◆ **Exercise goal**
Your answer should consist of every line from the records that holds the string "caps".

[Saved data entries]
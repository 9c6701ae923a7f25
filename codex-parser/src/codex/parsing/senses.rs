//! Sense lists
//!
//!     Grammar for one sense: `<type-phrase> [(<acuity>)] [<integer> (feet|ft.)]` where the
//!     acuity is one of precise, imprecise or vague. A combined string is split on commas.
//!     The type phrase is slugified, so `low-light vision` becomes `low-light-vision`.

use super::common::{slugify, FEET_PATTERN};
use crate::codex::statblock::{Acuity, Sense};
use once_cell::sync::Lazy;
use regex::Regex;

static SENSE: Lazy<Regex> = Lazy::new(|| {
    Regex::new(&format!(
        r"(?i)^(?P<kind>.+?)\s*(?:\((?P<acuity>precise|imprecise|vague)\))?\s*(?:(?P<range>\d+)\s*{})?$",
        FEET_PATTERN
    ))
    .unwrap()
});

static SEPARATOR: Lazy<Regex> = Lazy::new(|| Regex::new(r",\s*").unwrap());

/// Parse a comma separated sense list, preserving order. Empty entries are dropped.
pub fn parse_senses_string(input: &str) -> Vec<Sense> {
    SEPARATOR
        .split(input)
        .map(str::trim)
        .filter(|part| !part.is_empty())
        .map(parse_sense)
        .collect()
}

/// Parse a single sense. Text outside the grammar still yields `{type: slug(text)}`.
pub fn parse_sense(input: &str) -> Sense {
    let input = input.trim();
    let Some(caps) = SENSE.captures(input) else {
        return Sense::bare(slugify(input));
    };

    let kind = caps
        .name("kind")
        .map(|m| slugify(m.as_str()))
        .unwrap_or_default();
    Sense {
        kind,
        acuity: caps
            .name("acuity")
            .and_then(|m| Acuity::from_input(m.as_str())),
        range: caps.name("range").and_then(|m| m.as_str().parse().ok()),
    }
}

◆ **Answer box**
    let Some(caps) = SENSE.captures(input) else {
    let kind = caps
        acuity: caps
        range: caps.name("range").and_then(|m| m.as_str().parse().ok()),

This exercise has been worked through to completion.